No one nails all of those at once. That is not the point. The point is that Jesus’ life provides a measurable direction, even when you are still learning.

The campaign’s public strategy and the responsibility of the audience

There is a difference between being curious and being convinced. He Gets Us aims to spark curiosity and conversation, and it shows up in major cultural spaces, including widely reported Super Bowl advertising. The campaign says it has brought Jesus into major cultural spaces, and AP reported it ran Super Bowl ads in 2023 and 2024.

That kind of visibility changes the conversation. It makes Jesus a topic in settings where he might not normally be discussed. For some people, that is exactly the opening they needed. For others, it feels jarring or even manipulative.

Both reactions can be understandable. When something is loud enough to reach millions, it invites scrutiny on every side. It also invites misunderstanding, especially when the public message appears inconsistent with the politics of some supporters.

The wise response is not to retreat into cynicism. It is to keep the center clear. Evaluate the message by asking whether it accurately points to Jesus, and then evaluate Jesus by asking whether his life produces the kind of love, forgiveness, understanding, kindness, and service he is said to represent.

That is a different kind of judgment, and it is harder. But it is also more faithful.

What Jesus shows us, beyond the campaign

He Gets Us is a modern effort to reintroduce Jesus. But the content it points to has always been the same source: the life of Jesus, as Christians understand and follow it.

So what does his life show us?

It shows that God is not distant from human pain. It shows that love can be courageous. It shows that forgiveness can be real without being naive. It shows that kindness can coexist with seriousness. It shows that understanding matters, because most conflict is fueled by misinterpretation, fear, and unmet needs. It shows that service is not a side project, but a way of participating in God’s heart.

Jesus also shows that people respond to him differently. Some are drawn in quickly. Others resist because the invitation threatens their control. Some approach him with hunger, and some approach him with hostility. His life does not guarantee that everyone will like what he offers. But it does show a consistent pattern of attention toward people.

That consistency is the opposite of the fickle feeling you get when spirituality is treated like a mood. Jesus is portrayed as steady. Not sterile, not bland, not distant. Steady in his orientation, his willingness to meet people, and his commitment to the kind of love that changes how people live.

A final thought shaped by lived experience

I have watched people change their posture toward faith when someone treats them like a person, not a project. The turning point is rarely a debate. It is usually a relationship, or a repeated experience of kindness that is not conditional on instant agreement. Then the person begins to ask questions they were previously afraid to ask.
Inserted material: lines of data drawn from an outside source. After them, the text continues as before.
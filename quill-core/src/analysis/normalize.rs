//! Mapping from the model's rich schema to the flat [`NormalizedAnalysis`].
//!
//! Every lookup degrades to a neutral default, so normalization is total over
//! any JSON value, including `{}` and non-objects.

use super::raw::{RawAnalysis, field_text, value_items, value_text};
use super::submission::WritingSubmission;
use super::types::{
    AnalysisMetadata, Correction, DetailedFeedback, Grade, NormalizedAnalysis, Suggestion,
};
use chrono::Utc;
use serde_json::Value;
use tracing::debug;

/// Maximum number of strengths carried into the normalized record.
pub const MAX_STRENGTHS: usize = 5;

/// Normalize a recovered analysis against the submission it describes.
pub fn normalize(
    raw: &RawAnalysis,
    submission: &WritingSubmission,
    api_version: &str,
) -> NormalizedAnalysis {
    let overall_grade = grade_of(raw);
    let grammar_score = raw.score("quickSummary.scores.grammar");
    let vocabulary_score = raw.score("quickSummary.scores.vocabulary");
    let fluency_score = fluency(
        raw.score("quickSummary.scores.structure"),
        raw.score("quickSummary.scores.clarity"),
    );

    let normalized = NormalizedAnalysis {
        overall_grade,
        grammar_score,
        vocabulary_score,
        fluency_score,
        strengths: strengths(raw),
        corrections: corrections(raw),
        suggestions: suggestions(raw),
        detailed_feedback: DetailedFeedback {
            grammar_analysis: grammar_analysis(raw),
            vocabulary_analysis: vocabulary_analysis(raw),
            structure_analysis: raw.text("quickSummary.oneLineFeedback"),
            improvement_areas: improvement_areas(raw),
        },
        metadata: metadata(submission, api_version, None),
        original_schema: Some(raw.clone()),
    };

    debug!(
        grade = %normalized.overall_grade,
        corrections = normalized.corrections.len(),
        suggestions = normalized.suggestions.len(),
        strengths = normalized.strengths.len(),
        "Normalized analysis"
    );
    normalized
}

/// Metadata stamped with the current time and the submission echo.
pub(crate) fn metadata(
    submission: &WritingSubmission,
    api_version: &str,
    error: Option<String>,
) -> AnalysisMetadata {
    AnalysisMetadata {
        topic: submission.topic.title.clone(),
        word_count: submission.word_count,
        writing_time: submission.writing_time,
        analysis_time: Utc::now(),
        api_version: api_version.to_string(),
        difficulty: submission.topic.difficulty.clone(),
        error,
    }
}

fn grade_of(raw: &RawAnalysis) -> Grade {
    raw.text("quickSummary.grade").parse().unwrap_or_default()
}

/// Rounded mean of structure and clarity when both are set, else whichever is.
///
/// A zero score counts as absent, so a missing clarity never halves structure.
pub fn fluency(structure: u8, clarity: u8) -> u8 {
    match (structure, clarity) {
        (0, c) => c,
        (s, 0) => s,
        (s, c) => ((f64::from(s) + f64::from(c)) / 2.0).round() as u8,
    }
}

fn strengths(raw: &RawAnalysis) -> Vec<String> {
    raw.items("wellDone")
        .iter()
        .map(|entry| match entry {
            Value::String(_) => value_text(entry),
            _ => first_non_empty([field_text(entry, "reason"), field_text(entry, "highlight")]),
        })
        .filter(|s| !s.is_empty())
        .take(MAX_STRENGTHS)
        .collect()
}

fn corrections(raw: &RawAnalysis) -> Vec<Correction> {
    raw.items("mustFix")
        .iter()
        .map(|entry| Correction {
            original: field_text(entry, "original"),
            corrected: field_text(entry, "corrected"),
            explanation: field_text(entry, "rule"),
        })
        .filter(|c| !c.original.is_empty() && !c.corrected.is_empty())
        .collect()
}

fn suggestions(raw: &RawAnalysis) -> Vec<Suggestion> {
    raw.items("betterExpressions")
        .iter()
        .filter_map(|entry| {
            let first = entry.get("suggestions").and_then(|s| value_items(s).first())?;
            let improved = match first {
                Value::String(_) => value_text(first),
                _ => field_text(first, "improved"),
            };
            Some(Suggestion {
                current: field_text(entry, "original"),
                improved,
                reason: first_non_empty([field_text(first, "nuance"), field_text(entry, "tip")]),
            })
        })
        .collect()
}

fn grammar_analysis(raw: &RawAnalysis) -> String {
    raw.items("learningPoints.grammarPatterns")
        .iter()
        .map(|p| {
            format!(
                "• {} → {} (ex: {})",
                field_text(p, "pattern"),
                field_text(p, "correct"),
                field_text(p, "practice")
            )
        })
        .collect::<Vec<_>>()
        .join("\n")
}

fn vocabulary_analysis(raw: &RawAnalysis) -> String {
    raw.items("learningPoints.vocabularyTips")
        .iter()
        .map(|v| {
            let mut line = format!("• {}: {}", field_text(v, "word"), field_text(v, "usage"));
            let collocations: Vec<String> = v
                .get("collocations")
                .map(value_items)
                .unwrap_or(&[])
                .iter()
                .map(value_text)
                .filter(|c| !c.is_empty())
                .collect();
            if !collocations.is_empty() {
                line.push_str(" | collocations: ");
                line.push_str(&collocations.join(", "));
            }
            line
        })
        .collect::<Vec<_>>()
        .join("\n")
}

fn improvement_areas(raw: &RawAnalysis) -> Vec<String> {
    std::iter::once(raw.text("nextSteps.focusArea"))
        .chain(raw.items("nextSteps.exercises").iter().map(value_text))
        .filter(|s| !s.is_empty())
        .collect()
}

fn first_non_empty<const N: usize>(options: [String; N]) -> String {
    options.into_iter().find(|s| !s.is_empty()).unwrap_or_default()
}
That is why the best parts of the He Gets Us approach matter. It is trying to open a door for conversation about Jesus’ life, and it explicitly frames itself around loneliness, division, and anxiety. It also makes a point that everyone is welcome to explore Jesus’ story, and it states that Jesus loves LGBTQ+ people.
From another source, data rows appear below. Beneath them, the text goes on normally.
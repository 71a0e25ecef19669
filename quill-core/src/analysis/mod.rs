//! Writing submissions and the analysis records derived from model output.

pub mod fallback;
pub mod normalize;
pub mod raw;
pub mod submission;
pub mod types;

pub use fallback::{FALLBACK_SUFFIX, PARSING_FAILURE, fallback};
pub use normalize::normalize;
pub use raw::RawAnalysis;
pub use submission::{Topic, WritingSubmission, count_words};
pub use types::{
    AnalysisMetadata, Correction, DetailedFeedback, Grade, NormalizedAnalysis, Suggestion,
    UnknownGrade,
};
You can accept the invitation and still carry questions. You can be cautious about the campaign’s broader ecosystem and still want to know who Jesus is. What matters is that you do not let the debate swallow the person.

Because in the end, the question is not whether a campaign is perfectly constructed. The question is whether the life of Jesus, the way it confronts love, forgiveness, understanding, kindness, and service, is shaping you toward the kind of humanity you actually want to be.

A short “next step” for readers who feel stuck

If you are not sure where to start, try one simple move in your own day:

    Spend a few minutes imagining what it would look like to treat the next person you encounter with the same kindness you would want if you were lonely or anxious. Then ask, honestly, what would Jesus’ kind attention require of you in that moment.

That is not a slogan. It is a way of letting Jesus’ life become practical, right where you already live.